Looks can be Deceptive: Distinguishing Repetition Disfluency from Reduplication

Arif A. Ahmad, Khyathi Gayathri Mothika, Pushpak Bhattacharyya


Abstract
Reduplication and repetition, though similar in form, serve distinct linguistic purposes. Reduplication is a deliberate morphological process used to express grammatical, semantic, or pragmatic nuances, while repetition is often unintentional and indicative of disfluency. This paper presents the first large-scale study of reduplication and repetition in speech using computational linguistics. We introduce IndicRedRep, a new publicly available dataset containing Hindi, Telugu, and Marathi text annotated with reduplication and repetition at the word level. We evaluate transformer-based models for multi-class reduplication and repetition token classification, utilizing the Reparandum-Interregnum-Repair structure to distinguish between the two phenomena.
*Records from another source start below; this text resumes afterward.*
use std::sync::atomic::{AtomicBool, Ordering};
use std::sync::Arc;

use async_trait::async_trait;
use tidepool_client::{
    ConnectionState, EngineError, EngineEvent, EngineEvents, EngineFactory, NegotiationEngine,
    SdpKind, SessionDescription,
};
use tidepool_proto::IceCandidate;
use tracing::{debug, warn};
use webrtc::api::interceptor_registry::register_default_interceptors;
use webrtc::api::media_engine::MediaEngine;
use webrtc::api::setting_engine::SettingEngine;
use webrtc::api::{APIBuilder, API};
use webrtc::ice::mdns::MulticastDnsMode;
use webrtc::ice_transport::ice_candidate::{RTCIceCandidate, RTCIceCandidateInit};
use webrtc::interceptor::registry::Registry;
use webrtc::peer_connection::configuration::RTCConfiguration;
use webrtc::peer_connection::peer_connection_state::RTCPeerConnectionState;
use webrtc::peer_connection::sdp::sdp_type::RTCSdpType;
use webrtc::peer_connection::sdp::session_description::RTCSessionDescription;
use webrtc::peer_connection::RTCPeerConnection;
use webrtc::rtp_transceiver::rtp_codec::RTPCodecType;
use webrtc::rtp_transceiver::rtp_transceiver_direction::RTCRtpTransceiverDirection;
use webrtc::rtp_transceiver::rtp_receiver::RTCRtpReceiver;
use webrtc::rtp_transceiver::{RTCRtpTransceiver, RTCRtpTransceiverInit};
use webrtc::track::track_remote::TrackRemote;

use crate::config::{MediaDirection, WebRtcConfig};

fn engine_error(err: impl std::fmt::Display) -> EngineError {
    EngineError::new(err)
}

fn build_api(multicast_dns: bool) -> Result<API, EngineError> {
    let mut media_engine = MediaEngine::default();
    media_engine.register_default_codecs().map_err(engine_error)?;

    let mut registry = Registry::new();
    registry = register_default_interceptors(registry, &mut media_engine).map_err(engine_error)?;

    let mut setting = SettingEngine::default();
    if !multicast_dns {
        setting.set_ice_multicast_dns_mode(MulticastDnsMode::Disabled);
    }

    Ok(APIBuilder::new()
        .with_setting_engine(setting)
        .with_media_engine(media_engine)
        .with_interceptor_registry(registry)
        .build())
}

/// Builds one peer connection per negotiation session.
pub struct WebRtcEngineFactory {
    api: API,
    config: WebRtcConfig,
}

impl WebRtcEngineFactory {
    pub fn new(config: WebRtcConfig) -> Result<Self, EngineError> {
        Ok(Self {
            api: build_api(config.multicast_dns)?,
            config,
        })
    }

    pub fn config(&self) -> &WebRtcConfig {
        &self.config
    }

    pub async fn create_engine(
        &self,
        peer_id: &str,
        events: EngineEvents,
    ) -> Result<WebRtcEngine, EngineError> {
        let rtc_config = RTCConfiguration {
            ice_servers: self.config.ice_servers.clone(),
            ..Default::default()
        };
        let pc = Arc::new(
            self.api
                .new_peer_connection(rtc_config)
                .await
                .map_err(engine_error)?,
        );

        match &self.config.direction {
            MediaDirection::Send(tracks) => {
                for track in tracks {
                    pc.add_track(Arc::clone(track)).await.map_err(engine_error)?;
                }
            }
            MediaDirection::Receive => {
                for kind in [RTPCodecType::Video, RTPCodecType::Audio] {
                    pc.add_transceiver_from_kind(
                        kind,
                        Some(RTCRtpTransceiverInit {
                            direction: RTCRtpTransceiverDirection::Recvonly,
                            send_encodings: Vec::new(),
                        }),
                    )
                    .await
                    .map_err(engine_error)?;
                }
            }
        }

        install_callbacks(&pc, peer_id, events, &self.config);

        debug!(
            target = "tidepool::webrtc",
            peer_id = %peer_id,
            direction = ?self.config.direction,
            "peer connection created"
        );
        Ok(WebRtcEngine {
            peer_id: peer_id.to_string(),
            pc,
            closed: AtomicBool::new(false),
        })
    }
}

fn install_callbacks(
    pc: &Arc<RTCPeerConnection>,
    peer_id: &str,
    events: EngineEvents,
    config: &WebRtcConfig,
) {
    let candidate_events = events.clone();
    let candidate_peer = peer_id.to_string();
    pc.on_ice_candidate(Box::new(move |candidate: Option<RTCIceCandidate>| {
        let events = candidate_events.clone();
        let peer_id = candidate_peer.clone();
        Box::pin(async move {
            // `None` marks the end of gathering; nothing to send.
            let Some(candidate) = candidate else { return };
            match candidate.to_json() {
                Ok(init) => {
                    events.emit(EngineEvent::LocalCandidate(IceCandidate {
                        candidate: init.candidate,
                        sdp_mid: init.sdp_mid,
                        sdp_mline_index: init.sdp_mline_index,
                        username_fragment: init.username_fragment,
                    }));
                }
                Err(err) => warn!(
                    target = "tidepool::webrtc",
                    peer_id = %peer_id,
                    error = %err,
                    "failed to serialize local candidate"
                ),
            }
        })
    }));

    let state_peer = peer_id.to_string();
    pc.on_peer_connection_state_change(Box::new(move |state: RTCPeerConnectionState| {
        let events = events.clone();
        let peer_id = state_peer.clone();
        Box::pin(async move {
            debug!(
                target = "tidepool::webrtc",
                peer_id = %peer_id,
                state = %state,
                "peer connection state changed"
            );
            if let Some(state) = map_state(state) {
                events.emit(EngineEvent::ConnectionState(state));
            }
        })
    }));

    if let Some(handler) = config.on_remote_track.clone() {
        pc.on_track(Box::new(
            move |track: Arc<TrackRemote>,
                  _receiver: Arc<RTCRtpReceiver>,
                  _transceiver: Arc<RTCRtpTransceiver>| {
                handler(track);
                Box::pin(async {})
            },
        ));
    }
}

fn map_state(state: RTCPeerConnectionState) -> Option<ConnectionState> {
    match state {
        RTCPeerConnectionState::New => Some(ConnectionState::New),
        RTCPeerConnectionState::Connecting => Some(ConnectionState::Connecting),
        RTCPeerConnectionState::Connected => Some(ConnectionState::Connected),
        RTCPeerConnectionState::Disconnected => Some(ConnectionState::Disconnected),
        RTCPeerConnectionState::Failed => Some(ConnectionState::Failed),
        RTCPeerConnectionState::Closed => Some(ConnectionState::Closed),
        RTCPeerConnectionState::Unspecified => None,
    }
}

fn to_rtc(description: SessionDescription) -> Result<RTCSessionDescription, EngineError> {
    match description.kind {
        SdpKind::Offer => RTCSessionDescription::offer(description.sdp),
        SdpKind::Answer => RTCSessionDescription::answer(description.sdp),
    }
    .map_err(engine_error)
}

fn from_rtc(description: RTCSessionDescription) -> Result<SessionDescription, EngineError> {
    match description.sdp_type {
        RTCSdpType::Offer => Ok(SessionDescription::offer(description.sdp)),
        RTCSdpType::Answer => Ok(SessionDescription::answer(description.sdp)),
        other => Err(EngineError::new(format!("unexpected sdp type {other}"))),
    }
}

#[async_trait]
impl EngineFactory for WebRtcEngineFactory {
    async fn create(
        &self,
        peer_id: &str,
        events: EngineEvents,
    ) -> Result<Arc<dyn NegotiationEngine>, EngineError> {
        Ok(Arc::new(self.create_engine(peer_id, events).await?))
    }
}

/// One `RTCPeerConnection` driven through the negotiation engine seam.
pub struct WebRtcEngine {
    peer_id: String,
    pc: Arc<RTCPeerConnection>,
    closed: AtomicBool,
}

impl WebRtcEngine {
    pub fn peer_connection(&self) -> &Arc<RTCPeerConnection> {
        &self.pc
    }
}

#[async_trait]
impl NegotiationEngine for WebRtcEngine {
    async fn create_offer(&self) -> Result<SessionDescription, EngineError> {
        let offer = self.pc.create_offer(None).await.map_err(engine_error)?;
        from_rtc(offer)
    }

    async fn create_answer(&self) -> Result<SessionDescription, EngineError> {
        let answer = self.pc.create_answer(None).await.map_err(engine_error)?;
        from_rtc(answer)
    }

    async fn set_local_description(&self, description: SessionDescription) -> Result<(), EngineError> {
        self.pc
            .set_local_description(to_rtc(description)?)
            .await
            .map_err(engine_error)
    }

    async fn set_remote_description(&self, description: SessionDescription) -> Result<(), EngineError> {
        self.pc
            .set_remote_description(to_rtc(description)?)
            .await
            .map_err(engine_error)
    }

    async fn add_remote_candidate(&self, candidate: IceCandidate) -> Result<(), EngineError> {
        let init = RTCIceCandidateInit {
            candidate: candidate.candidate,
            sdp_mid: candidate.sdp_mid,
            sdp_mline_index: candidate.sdp_mline_index,
            username_fragment: candidate.username_fragment,
        };
        self.pc.add_ice_candidate(init).await.map_err(engine_error)
    }

    async fn close(&self) {
        if self.closed.swap(true, Ordering::SeqCst) {
            return;
        }
        if let Err(err) = self.pc.close().await {
            warn!(
                target = "tidepool::webrtc",
                peer_id = %self.peer_id,
                error = %err,
                "error closing peer connection"
            );
        }
    }
}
Our models achieve macro F1 scores of up to 85.62% in Hindi, 83.95% in Telugu, and 84.82% in Marathi for reduplication-repetition classification.
Anthology ID:
2025.coling-main.15
Volume:
Proceedings of the 31st International Conference on Computational Linguistics
Month:
January
Year:
2025
Address:
Abu Dhabi, UAE
Editors:
Owen Rambow, Leo Wanner, Marianna Apidianaki, Hend Al-Khalifa, Barbara Di Eugenio, Steven Schockaert
Venue:
COLING
SIG:
Publisher:
Association for Computational Linguistics
Note:
Pages:
214–229
Language:
URL:
https://aclanthology.org/2025.coling-main.15/
DOI:
Bibkey:
Cite (ACL):
Arif A. Ahmad, Khyathi Gayathri Mothika, and Pushpak Bhattacharyya. 2025. Looks can be Deceptive: Distinguishing Repetition Disfluency from Reduplication. In Proceedings of the 31st International Conference on Computational Linguistics, pages 214–229, Abu Dhabi, UAE. Association for Computational Linguistics.
Cite (Informal):
Looks can be Deceptive: Distinguishing Repetition Disfluency from Reduplication (Ahmad et al., COLING 2025)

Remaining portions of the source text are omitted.